**PROBLEM DESCRIPTION**
Once you have read the entries below, give them all again without any difference.

**SUPPLIED RECORDS**

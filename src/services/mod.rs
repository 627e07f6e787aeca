// Variable configuration
pub mod variables;

// Evaluation and reporting
pub mod scorecard;
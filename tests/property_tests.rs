//! Property-based tests for the scorecard variables.
//!
//! Covers the derived-metric identities over randomly generated delivery
//! histories and the path validator over arbitrary input.

mod common;

use proptest::prelude::*;
use rust_decimal::Decimal;
use supplier_scorecard::{
    entities::DocStatus,
    services::variables::param_name_from_label,
    variables::{resolve_path, Metric, NamespaceResolver, DEFAULT_NAMESPACE},
    ScorecardPeriod,
};

use common::*;

/// (ordered qty, received qty, schedule day, posting day offset, receipt rate)
fn delivery_strategy() -> impl Strategy<Value = (i64, i64, u32, i64, i64)> {
    (1i64..50, 0i64..50, 1u32..=28, -5i64..10, 1i64..20)
}

fn run<F: std::future::Future>(fut: F) -> F::Output {
    tokio::runtime::Builder::new_current_thread()
        .enable_all()
        .build()
        .expect("runtime")
        .block_on(fut)
}

proptest! {
    #![proptest_config(ProptestConfig::with_cases(24))]

    #[test]
    fn derived_metrics_match_their_operands(
        deliveries in prop::collection::vec(delivery_strategy(), 0..6)
    ) {
        let (late, total, on_time, delayed_cost, total_cost, on_time_cost, days_late) = run(async {
            let db = setup_db().await;
            insert_supplier(&db, "S1").await;
            insert_order(&db, "PO-1", "S1", date(2024, 1, 1), 1, DocStatus::Submitted).await;

            for (i, &(qty, received, day, offset, rate)) in deliveries.iter().enumerate() {
                let line = format!("POI-{i}");
                let received = received.min(qty);
                OrderLine::new(&line, "PO-1", qty, date(2024, 1, day))
                    .received(received)
                    .insert(&db)
                    .await;
                if received > 0 {
                    let receipt = format!("PR-{i}");
                    let posting = date(2024, 1, day) + chrono::Duration::days(offset);
                    insert_receipt(&db, &receipt, "S1", posting).await;
                    ReceiptLine::new(&format!("PRI-{i}"), &receipt, received)
                        .against(&line)
                        .rate(rate)
                        .insert(&db)
                        .await;
                }
            }

            let period = january("S1");
            let eval = |m: Metric| {
                let db = db.clone();
                let period = period.clone();
                async move { m.evaluate(&*db, &period).await.expect("evaluate") }
            };
            (
                eval(Metric::LateShipments).await,
                eval(Metric::TotalShipments).await,
                eval(Metric::OnTimeShipments).await,
                eval(Metric::CostOfDelayedShipments).await,
                eval(Metric::TotalCostOfShipments).await,
                eval(Metric::CostOfOnTimeShipments).await,
                eval(Metric::TotalDaysLate).await,
            )
        });

        prop_assert_eq!(late, total - on_time);
        prop_assert_eq!(delayed_cost, total_cost - on_time_cost);
        prop_assert!(on_time <= total);
        prop_assert!(days_late >= Decimal::ZERO);
    }

    #[test]
    fn workdays_are_the_signed_span(start in 0i64..400, len in -60i64..60) {
        let start_date = date(2024, 1, 1) + chrono::Duration::days(start);
        let period = ScorecardPeriod::new("S1", start_date, start_date + chrono::Duration::days(len));
        let value = run(async {
            let db = setup_db().await;
            Metric::TotalWorkdays.evaluate(&*db, &period).await.expect("evaluate")
        });
        prop_assert_eq!(value, dec(len));
    }
}

proptest! {
    #![proptest_config(ProptestConfig::with_cases(500))]

    #[test]
    fn bare_paths_resolve_only_to_catalogue_entries(path in "[a-z_]{0,40}") {
        match resolve_path(&path, NamespaceResolver::standard()) {
            Ok(metric) => prop_assert_eq!(metric.path(), path.as_str()),
            Err(e) => {
                prop_assert!(Metric::from_path(&path).is_none());
                prop_assert!(e.to_string().ends_with(&path));
            }
        }
    }

    #[test]
    fn dotted_paths_never_panic(path in "[a-z_.]{0,60}") {
        let _ = resolve_path(&path, NamespaceResolver::standard());
    }

    #[test]
    fn qualified_paths_round_trip(idx in 0usize..Metric::all().count()) {
        let metric = Metric::all().nth(idx).expect("in range");
        let path = NamespaceResolver::qualified(DEFAULT_NAMESPACE, metric);
        prop_assert_eq!(resolve_path(&path, NamespaceResolver::standard()).ok(), Some(metric));
    }

    #[test]
    fn derived_param_names_are_formula_safe(label in "\\PC{0,40}") {
        let param = param_name_from_label(&label);
        prop_assert!(param.chars().all(|c| c.is_ascii_lowercase() || c.is_ascii_digit() || c == '_'));
        prop_assert!(!param.starts_with('_') && !param.ends_with('_'));
        prop_assert!(!param.contains("__"));
    }
}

**RESPONSE BELOW**
filename src/services/mod.rs
repository 627e07f6e787aeca
// Variable configuration
pub mod variables;

// Evaluation and reporting
pub mod scorecard;
filename tests/property_tests.rs
//! Property-based tests for the scorecard variables.
//!
//! Covers the derived-metric identities over randomly generated delivery
//! histories and the path validator over arbitrary input.

mod common;

use proptest::prelude::*;
use rust_decimal::Decimal;
use supplier_scorecard::{
    entities::DocStatus,
    services::variables::param_name_from_label,
    variables::{resolve_path, Metric, NamespaceResolver, DEFAULT_NAMESPACE},
    ScorecardPeriod,
};

use common::*;

/// (ordered qty, received qty, schedule day, posting day offset, receipt rate)
fn delivery_strategy() -> impl Strategy<Value = (i64, i64, u32, i64, i64)> {
    (1i64..50, 0i64..50, 1u32..=28, -5i64..10, 1i64..20)
}

fn run<F: std::future::Future>(fut: F) -> F::Output {
    tokio::runtime::Builder::new_current_thread()
        .enable_all()
        .build()
        .expect("runtime")
        .block_on(fut)
}

proptest! {
    #![proptest_config(ProptestConfig::with_cases(24))]

    #[test]
    fn derived_metrics_match_their_operands(
        deliveries in prop::collection::vec(delivery_strategy(), 0..6)
    ) {
        let (late, total, on_time, delayed_cost, total_cost, on_time_cost, days_late) = run(async {
            let db = setup_db().await;
            insert_supplier(&db, "S1").await;
            insert_order(&db, "PO-1", "S1", date(2024, 1, 1), 1, DocStatus::Submitted).await;

            for (i, &(qty, received, day, offset, rate)) in deliveries.iter().enumerate() {
                let line = format!("POI-{i}");
                let received = received.min(qty);
                OrderLine::new(&line, "PO-1", qty, date(2024, 1, day))
                    .received(received)
                    .insert(&db)
                    .await;
                if received > 0 {
                    let receipt = format!("PR-{i}");
                    let posting = date(2024, 1, day) + chrono::Duration::days(offset);
                    insert_receipt(&db, &receipt, "S1", posting).await;
                    ReceiptLine::new(&format!("PRI-{i}"), &receipt, received)
                        .against(&line)
                        .rate(rate)
                        .insert(&db)
                        .await;
                }
            }

            let period = january("S1");
            let eval = |m: Metric| {
                let db = db.clone();
                let period = period.clone();
                async move { m.evaluate(&*db, &period).await.expect("evaluate") }
            };
            (
                eval(Metric::LateShipments).await,
                eval(Metric::TotalShipments).await,
                eval(Metric::OnTimeShipments).await,
                eval(Metric::CostOfDelayedShipments).await,
                eval(Metric::TotalCostOfShipments).await,
                eval(Metric::CostOfOnTimeShipments).await,
                eval(Metric::TotalDaysLate).await,
            )
        });

        prop_assert_eq!(late, total - on_time);
        prop_assert_eq!(delayed_cost, total_cost - on_time_cost);
        prop_assert!(on_time <= total);
        prop_assert!(days_late >= Decimal::ZERO);
    }

    #[test]
    fn workdays_are_the_signed_span(start in 0i64..400, len in -60i64..60) {
        let start_date = date(2024, 1, 1) + chrono::Duration::days(start);
        let period = ScorecardPeriod::new("S1", start_date, start_date + chrono::Duration::days(len));
        let value = run(async {
            let db = setup_db().await;
            Metric::TotalWorkdays.evaluate(&*db, &period).await.expect("evaluate")
        });
        prop_assert_eq!(value, dec(len));
    }
}

proptest! {
    #![proptest_config(ProptestConfig::with_cases(500))]

    #[test]
    fn bare_paths_resolve_only_to_catalogue_entries(path in "[a-z_]{0,40}") {
        match resolve_path(&path, NamespaceResolver::standard()) {
            Ok(metric) => prop_assert_eq!(metric.path(), path.as_str()),
            Err(e) => {
                prop_assert!(Metric::from_path(&path).is_none());
                prop_assert!(e.to_string().ends_with(&path));
            }
        }
    }

    #[test]
    fn dotted_paths_never_panic(path in "[a-z_.]{0,60}") {
        let _ = resolve_path(&path, NamespaceResolver::standard());
    }

    #[test]
    fn qualified_paths_round_trip(idx in 0usize..Metric::all().count()) {
        let metric = Metric::all().nth(idx).expect("in range");
        let path = NamespaceResolver::qualified(DEFAULT_NAMESPACE, metric);
        prop_assert_eq!(resolve_path(&path, NamespaceResolver::standard()).ok(), Some(metric));
    }

    #[test]
    fn derived_param_names_are_formula_safe(label in "\\PC{0,40}") {
        let param = param_name_from_label(&label);
        prop_assert!(param.chars().all(|c| c.is_ascii_lowercase() || c.is_ascii_digit() || c == '_'));
        prop_assert!(!param.starts_with('_') && !param.ends_with('_'));
        prop_assert!(!param.contains("__"));
    }
}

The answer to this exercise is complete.